The rise in oil prices at the beginning of the week was driven by OPEC+'s decision to increase production at expected levels, easing fears of a more aggressive increase. Despite this, oil has fallen in price by about 12% since the beginning of the year due to OPEC+'s departure from its policy of protecting prices by limiting production and fears that US-led trade wars will hit demand.
«In the short term, the market is showing a moderately bullish trend amid volatility,» said Gao Mingyu, chief energy analyst at SDIC Essence Futures (Beijing). - But a rapid increase in production from OPEC+ will prevent the supply shortage caused by seasonal and geopolitical factors from persisting for long.»
Shares of Toyota Industries fell 13% on Wednesday
Toyota Industries stock fell by 13% on Wednesday after news of Toyota Group's plans to buy the company and take it private in a 4,7 trillion yen ($33 billion). The deal comes amid mounting pressure from regulators and investors on Japanese companies to wind down traditional cross-shareholding practices, wrote Reuters. Japan's Financial Services Authority (FSA) has called for a reduction in such ties.
Toyota resorted to cross-ownership back in 2005 to protect itself from a takeover threat, explained Satoru Aoyama, head of corporate ratings at Fitch Ratings Japan. According to Kei Okamura, portfolio manager for Japanese equities at Neuberger Berman, we should expect other such deals within the Toyota group in the future.
According to data from Reuters, the offer includes a buyback of Toyota Industries shares at 16,300 yen apiece - well below Tuesday's closing price of 18,400 yen.
Toyota will create a new holding company to realize the deal. The development division of Toyota Fudosan will invest about 180 billion yen, Toyota Motor Chairman Akio Toyoda will invest 1 billion yen, and Toyota Motor itself will invest about 700 billion yen in non-voting preferred shares.
Loans from Sumitomo Mitsui Banking Corporation, MUFG Bank and Mizuho Bank will provide the remainder of the financing.
However, analyst Arun George (SmartKarma) pointed out that the offer looks «unattractive». He noted that the buyout price is below the midpoint of the range indicated by independent financial advisers. «The special committee asked three times to improve the final offer of 16,300 yen, but was rejected,» he added.
What's in the markets
Asia-Pacific markets rallied on Wednesday as Wall Street climbed, led by a rally in technology stocks led by chip maker Nvidia, reported CNBC. South Korean stocks led the gains.
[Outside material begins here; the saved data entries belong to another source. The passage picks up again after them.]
//! noscli: a small Nostr client for the terminal.
//!
//! The binary wires these services to [`nostr_client::RelayClient`]; they
//! take the relay side as a trait so they can be exercised without a network.

pub mod config;
pub mod post;
pub mod timeline;
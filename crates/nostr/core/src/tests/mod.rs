//! Cross-module tests for the nostr crate.
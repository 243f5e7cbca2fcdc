//! `timeline`: stream text notes from one relay and print one line per event.

use chrono::{Local, TimeZone};
use nostr::{Event, KIND_SHORT_TEXT_NOTE};
use nostr_client::{Filter, RelayClient, StreamItem, SubscriptionStream};
use std::fmt::Display;
use std::io::{self, Write};
use std::time::Duration;
use thiserror::Error;
use tokio::time::timeout;
use tokio_util::sync::CancellationToken;
use tracing::{debug, warn};

/// How long to wait for the stream to unsubscribe after cancellation.
const SHUTDOWN_GRACE: Duration = Duration::from_secs(1);

/// The relay operation the timeline service needs.
pub trait Streamer {
    fn stream(&self, relay: &str, filter: Filter, cancel: CancellationToken) -> SubscriptionStream;
}

impl Streamer for RelayClient {
    fn stream(&self, relay: &str, filter: Filter, cancel: CancellationToken) -> SubscriptionStream {
        RelayClient::stream(self, relay, filter, cancel)
    }
}

#[derive(Debug, Error)]
pub enum TimelineError {
    #[error("relay is required (--relay or NOSCLI_RELAY)")]
    MissingRelay,

    #[error("write output: {0}")]
    Io(#[from] io::Error),
}

pub struct TimelineService<S> {
    streamer: S,
}

impl<S: Streamer> TimelineService<S> {
    pub fn new(streamer: S) -> Self {
        Self { streamer }
    }

    /// Render events to `out` until `cancel` fires or the stream ends.
    ///
    /// Stream errors are logged and never stop the timeline. After `cancel`
    /// fires the stream is drained, for at most `SHUTDOWN_GRACE`, so the
    /// relay session can send CLOSE before the caller exits.
    pub async fn run<W: Write>(
        &self,
        relay: &str,
        cancel: CancellationToken,
        out: &mut W,
    ) -> Result<(), TimelineError> {
        let relay = relay.trim();
        if relay.is_empty() {
            return Err(TimelineError::MissingRelay);
        }

        let filter = Filter::new().kinds(vec![KIND_SHORT_TEXT_NOTE]);
        let mut stream = self.streamer.stream(relay, filter, cancel.clone());

        loop {
            let item = tokio::select! {
                biased;
                _ = cancel.cancelled() => None,
                item = stream.next() => Some(item),
            };
            let Some(item) = item else {
                if timeout(SHUTDOWN_GRACE, drain(&mut stream)).await.is_err() {
                    debug!(relay = %relay, "stream still open after shutdown grace");
                }
                return Ok(());
            };

            match item {
                Some(StreamItem::Event(event)) => {
                    writeln!(out, "{}", render_event(&event))?;
                    out.flush()?;
                }
                Some(StreamItem::Error(e)) => {
                    warn!(relay = %relay, error = %e, "timeline stream error");
                }
                None => return Ok(()),
            }
        }
    }
}

async fn drain(stream: &mut SubscriptionStream) {
    while stream.next().await.is_some() {}
}

/// One-line summary of `event` in local time.
pub fn render_event(event: &Event) -> String {
    render_event_in(event, &Local)
}

/// `[YYYY-MM-DD HH:MM:SS] abcdef...wxyz: content (id:12345678 relay:wss://...)`
pub fn render_event_in<Tz>(event: &Event, tz: &Tz) -> String
where
    Tz: TimeZone,
    Tz::Offset: Display,
{
    let timestamp = i64::try_from(event.created_at)
        .ok()
        .and_then(|secs| tz.timestamp_opt(secs, 0).single())
        .map(|time| time.format("%Y-%m-%d %H:%M:%S").to_string())
        .unwrap_or_else(|| event.created_at.to_string());

    format!(
        "[{}] {}: {} (id:{} relay:{})",
        timestamp,
        abbreviate_pubkey(&event.pubkey),
        summarize_content(&event.content),
        event.short_id(),
        event.origin.as_deref().unwrap_or_default()
    )
}

fn abbreviate_pubkey(pubkey: &str) -> String {
    if pubkey.len() <= 12 {
        return pubkey.to_string();
    }
    match (pubkey.get(..6), pubkey.get(pubkey.len() - 4..)) {
        (Some(head), Some(tail)) => format!("{}...{}", head, tail),
        _ => pubkey.to_string(),
    }
}

fn summarize_content(content: &str) -> String {
    let trimmed = content.trim();
    if trimmed.is_empty() {
        return "(no content)".to_string();
    }
    trimmed.replace(['\n', '\r'], " ")
}
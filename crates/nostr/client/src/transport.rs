//! Transport seam between the relay session and the network.
//!
//! [`WebSocketTransport`] is the production implementation. Tests plug in
//! scripted transports to drive the session without a network.

use crate::error::{ClientError, Result};
use async_trait::async_trait;
use futures::{SinkExt, StreamExt};
use std::time::Duration;
use tokio::net::TcpStream;
use tokio::time::timeout;
use tokio_tungstenite::{MaybeTlsStream, WebSocketStream, connect_async, tungstenite::Message};
use tracing::debug;
use url::Url;

/// Opens connections to relays.
#[async_trait]
pub trait Transport: Send + Sync {
    /// Dial `url` and return a connected socket.
    async fn connect(&self, url: &str) -> Result<Box<dyn RelaySocket>>;
}

/// One open, text-framed duplex connection to a relay.
#[async_trait]
pub trait RelaySocket: Send {
    /// Send one text frame.
    async fn send(&mut self, text: String) -> Result<()>;

    /// Receive the next text frame. `Ok(None)` means the peer closed the
    /// connection.
    async fn recv(&mut self) -> Result<Option<String>>;

    /// Close the connection.
    async fn close(&mut self) -> Result<()>;
}

/// Validate that `url` is a `ws://` or `wss://` URL.
pub fn validate_relay_url(url: &str) -> Result<Url> {
    let url = Url::parse(url)?;
    if url.scheme() != "ws" && url.scheme() != "wss" {
        return Err(ClientError::InvalidUrl(format!(
            "URL must use ws:// or wss:// scheme, got: {}",
            url.scheme()
        )));
    }
    Ok(url)
}

type WsStream = WebSocketStream<MaybeTlsStream<TcpStream>>;

/// WebSocket transport built on `tokio-tungstenite`.
#[derive(Debug, Clone)]
pub struct WebSocketTransport {
    connect_timeout: Duration,
}

impl WebSocketTransport {
    pub fn new(connect_timeout: Duration) -> Self {
        Self { connect_timeout }
    }
}

#[async_trait]
impl Transport for WebSocketTransport {
    async fn connect(&self, url: &str) -> Result<Box<dyn RelaySocket>> {
        let url = validate_relay_url(url)?;

        let stream = match timeout(self.connect_timeout, connect_async(url.as_str())).await {
            Ok(Ok((stream, _response))) => stream,
            Ok(Err(e)) => return Err(ClientError::WebSocket(e.to_string())),
            Err(_) => {
                return Err(ClientError::Timeout(format!(
                    "Connection timeout after {:?}",
                    self.connect_timeout
                )));
            }
        };

        Ok(Box::new(WebSocketSocket { url, stream }))
    }
}

struct WebSocketSocket {
    url: Url,
    stream: WsStream,
}

#[async_trait]
impl RelaySocket for WebSocketSocket {
    async fn send(&mut self, text: String) -> Result<()> {
        debug!("Sending to {}: {}", self.url, text);
        self.stream
            .send(Message::text(text))
            .await
            .map_err(|e| ClientError::WebSocket(e.to_string()))
    }

    async fn recv(&mut self) -> Result<Option<String>> {
        loop {
            match self.stream.next().await {
                Some(Ok(Message::Text(text))) => return Ok(Some(text.as_str().to_owned())),
                Some(Ok(Message::Ping(data))) => {
                    self.stream
                        .send(Message::Pong(data))
                        .await
                        .map_err(|e| ClientError::WebSocket(e.to_string()))?;
                }
                Some(Ok(Message::Close(_))) | None => {
                    debug!("Relay closed connection: {}", self.url);
                    return Ok(None);
                }
                // Binary, pong and raw frames carry nothing for NIP-01.
                Some(Ok(_)) => {}
                Some(Err(e)) => return Err(ClientError::WebSocket(e.to_string())),
            }
        }
    }

    async fn close(&mut self) -> Result<()> {
        self.stream
            .close(None)
            .await
            .map_err(|e| ClientError::WebSocket(e.to_string()))
    }
}
async fn await_ack(
    relay: &str,
    event: &Event,
    socket: &mut dyn RelaySocket,
    deadline: Instant,
) -> Result<()> {
    let frame = ClientMessage::Event(event.clone()).to_json()?;
    match timeout_at(deadline, socket.send(frame)).await {
        Ok(Ok(())) => {}
        Ok(Err(e)) => {
            return Err(ClientError::WebSocket(format!(
                "write EVENT to {}: {}",
                relay, e
            )));
        }
        Err(_) => {
            return Err(ClientError::Timeout(format!(
                "write EVENT {} to {}",
                event.short_id(),
                relay
            )));
        }
    }

    let reply = match timeout_at(deadline, socket.recv()).await {
        Ok(Ok(Some(reply))) => reply,
        Ok(Ok(None)) => {
            return Err(ClientError::Connection(format!(
                "{} closed the connection before OK for {}",
                relay,
                event.short_id()
            )));
        }
        Ok(Err(e)) => {
            return Err(ClientError::Connection(format!("read OK from {}: {}", relay, e)));
        }
        Err(_) => {
            return Err(ClientError::Timeout(format!(
                "no OK from {} for event {}",
                relay,
                event.short_id()
            )));
        }
    };

    let ack = parse_ok_message(&reply).map_err(|source| ClientError::InvalidAckFormat {
        relay: relay.to_string(),
        source,
    })?;

    if !ack.accepted {
        let event_id = if ack.event_id.is_empty() {
            event.id.clone()
        } else {
            ack.event_id
        };
        return Err(ClientError::Rejected {
            relay: relay.to_string(),
            event_id,
            message: ack.message,
        });
    }

    if !ack.event_id.is_empty() && !ack.event_id.eq_ignore_ascii_case(&event.id) {
        return Err(ClientError::AckMismatch {
            relay: relay.to_string(),
            expected: event.id.clone(),
            got: ack.event_id,
        });
    }

    Ok(())
}

/// How one connection attempt ended.
enum SessionEnd {
    Cancelled,
    Failed(ClientError),
}

/// What to do with one inbound frame.
enum Dispatch {
    Deliver(Event),
    Closed(String),
    Skip,
}

/// Background task state for one `stream` call.
struct StreamSession {
    relay: String,
    filter: Filter,
    config: RelayConfig,
    transport: Arc<dyn Transport>,
    cancel: CancellationToken,
    events: mpsc::Sender<Event>,
    errors: mpsc::Sender<ClientError>,
}
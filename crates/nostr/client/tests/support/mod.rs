//! In-process relay for exercising the client over real WebSockets.

use futures::{SinkExt, StreamExt};
use nostr::{Event, EventTemplate, KIND_SHORT_TEXT_NOTE, finalize_event};
use serde_json::{Value, json};
use std::sync::atomic::{AtomicUsize, Ordering};
use std::sync::{Arc, Mutex, Once};
use tokio::net::{TcpListener, TcpStream};
use tokio::sync::broadcast;
use tokio::time::{Duration, Instant, sleep};
use tokio_tungstenite::{accept_async, tungstenite::Message};

pub fn init_tracing() {
    static INIT: Once = Once::new();
    INIT.call_once(|| {
        let filter = tracing_subscriber::EnvFilter::try_from_default_env()
            .unwrap_or_else(|_| tracing_subscriber::EnvFilter::new("warn"));
        let _ = tracing_subscriber::fmt()
            .with_env_filter(filter)
            .with_test_writer()
            .try_init();
    });
}

/// How the relay answers an `EVENT` frame.
#[derive(Debug, Clone)]
pub enum AckMode {
    Accept,
    Reject(String),
    /// Three-element `OK`, missing the message
    Truncated,
    /// Never answer
    Silent,
}

#[derive(Debug, Clone)]
enum Push {
    Event(Event),
    /// Drop every open connection without a close handshake
    Kick,
}

pub struct TestRelay {
    pub url: String,
    connections: Arc<AtomicUsize>,
    received: Arc<Mutex<Vec<Value>>>,
    push: broadcast::Sender<Push>,
}

impl TestRelay {
    pub async fn start(mode: AckMode) -> Self {
        init_tracing();
        let listener = TcpListener::bind("127.0.0.1:0").await.unwrap();
        let url = format!("ws://{}", listener.local_addr().unwrap());

        let connections = Arc::new(AtomicUsize::new(0));
        let received = Arc::new(Mutex::new(Vec::new()));
        let (push, _) = broadcast::channel(64);

        let accept_connections = Arc::clone(&connections);
        let accept_received = Arc::clone(&received);
        let accept_push = push.clone();
        tokio::spawn(async move {
            while let Ok((stream, _)) = listener.accept().await {
                accept_connections.fetch_add(1, Ordering::SeqCst);
                tokio::spawn(handle_connection(
                    stream,
                    mode.clone(),
                    Arc::clone(&accept_received),
                    accept_push.subscribe(),
                ));
            }
        });

        Self {
            url,
            connections,
            received,
            push,
        }
    }

    pub fn connections(&self) -> usize {
        self.connections.load(Ordering::SeqCst)
    }

    /// Every frame of type `kind` received so far, across all connections.
    pub fn frames(&self, kind: &str) -> Vec<Value> {
        self.received
            .lock()
            .unwrap()
            .iter()
            .filter(|frame| frame[0] == kind)
            .cloned()
            .collect()
    }

    /// Wait until at least `count` frames of type `kind` have arrived.
    pub async fn wait_for_frames(&self, kind: &str, count: usize) -> Vec<Value> {
        let deadline = Instant::now() + Duration::from_secs(5);
        loop {
            let frames = self.frames(kind);
            if frames.len() >= count {
                return frames;
            }
            if Instant::now() > deadline {
                panic!("expected {} {} frames, saw {}", count, kind, frames.len());
            }
            sleep(Duration::from_millis(10)).await;
        }
    }

    /// Send `event` to every open subscription.
    pub fn push_event(&self, event: &Event) {
        let _ = self.push.send(Push::Event(event.clone()));
    }

    pub fn kick(&self) {
        let _ = self.push.send(Push::Kick);
    }
}

async fn handle_connection(
    stream: TcpStream,
    mode: AckMode,
    received: Arc<Mutex<Vec<Value>>>,
    mut push: broadcast::Receiver<Push>,
) {
    let Ok(ws) = accept_async(stream).await else {
        return;
    };
    let (mut write, mut read) = ws.split();
    let mut subscription: Option<String> = None;

    loop {
        tokio::select! {
            msg = read.next() => {
                let text = match msg {
                    Some(Ok(Message::Text(text))) => text.as_str().to_owned(),
                    Some(Ok(Message::Close(_))) | Some(Err(_)) | None => break,
                    Some(Ok(_)) => continue,
                };
                let Ok(frame) = serde_json::from_str::<Value>(&text) else {
                    continue;
                };
                received.lock().unwrap().push(frame.clone());

                let reply = match frame[0].as_str() {
                    Some("REQ") => {
                        subscription = frame[1].as_str().map(str::to_string);
                        subscription.as_ref().map(|sub| json!(["EOSE", sub]))
                    }
                    Some("CLOSE") => {
                        subscription = None;
                        None
                    }
                    Some("EVENT") => {
                        let id = frame[1]["id"].clone();
                        match &mode {
                            AckMode::Accept => Some(json!(["OK", id, true, ""])),
                            AckMode::Reject(reason) => Some(json!(["OK", id, false, reason])),
                            AckMode::Truncated => Some(json!(["OK", id, true])),
                            AckMode::Silent => None,
                        }
                    }
                    _ => Some(json!(["NOTICE", "unsupported message"])),
                };
                if let Some(reply) = reply {
                    if write.send(Message::text(reply.to_string())).await.is_err() {
                        break;
                    }
                }
            }
            push = push.recv() => match push {
                Ok(Push::Event(event)) => {
                    if let Some(sub) = &subscription {
                        let frame = json!(["EVENT", sub, event]).to_string();
                        if write.send(Message::text(frame)).await.is_err() {
                            break;
                        }
                    }
                }
                Ok(Push::Kick) | Err(_) => break,
            },
        }
    }
}

pub fn signed_note(content: &str) -> Event {
    let template = EventTemplate {
        created_at: std::time::SystemTime::now()
            .duration_since(std::time::UNIX_EPOCH)
            .unwrap()
            .as_secs(),
        kind: KIND_SHORT_TEXT_NOTE,
        tags: vec![],
        content: content.to_string(),
    };
    finalize_event(&template, &[0x07; 32]).unwrap()
}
- South Korea's stock market rose after opposition leader Lee Jae-men won the presidential election. The Kospi index added 2.44 percent, reaching its highest level since August last year, while the Kosdaq index of small companies rose 1.18 percent.
«Lee's election promises emphasize improving the investment attractiveness of the Korean stock market,» said John Cho, Korea equity portfolio manager at J.P. Morgan Asset Management.
- In Japan, the Nikkei 225 index was up about 1 percent, while the broader Topix index was up about 0.7 percent.
- In mainland China, the CSI 300 index was adding 0.5 percent in morning trading, while the Hang Seng index in Hong Kong was up 0.7 percent.
- Australia's S&P/ASX 200 index added 0.8%. Australia's economy grew at an annualized rate of 1.3% in the first quarter of 2025, lower than the 1.5% forecast, according to a Reuters poll of economists. The growth rate was unchanged from the previous quarter.
- U.S. index futures were little changed after Wall Street posted gains the previous day amid a technology rally and an unexpectedly strong jobs report that showed a resilient U.S. labor market despite concerns about possible risks from tariffs. The S&P 500 index was up 0.58% at the end of trading on Tuesday to end at 5,970.37. The Dow Jones blue-chip index added 214.16 points, or 0.51%, to close at 42,519.64. The Nasdaq Composite index rose 0.81 percent to 19,398.96.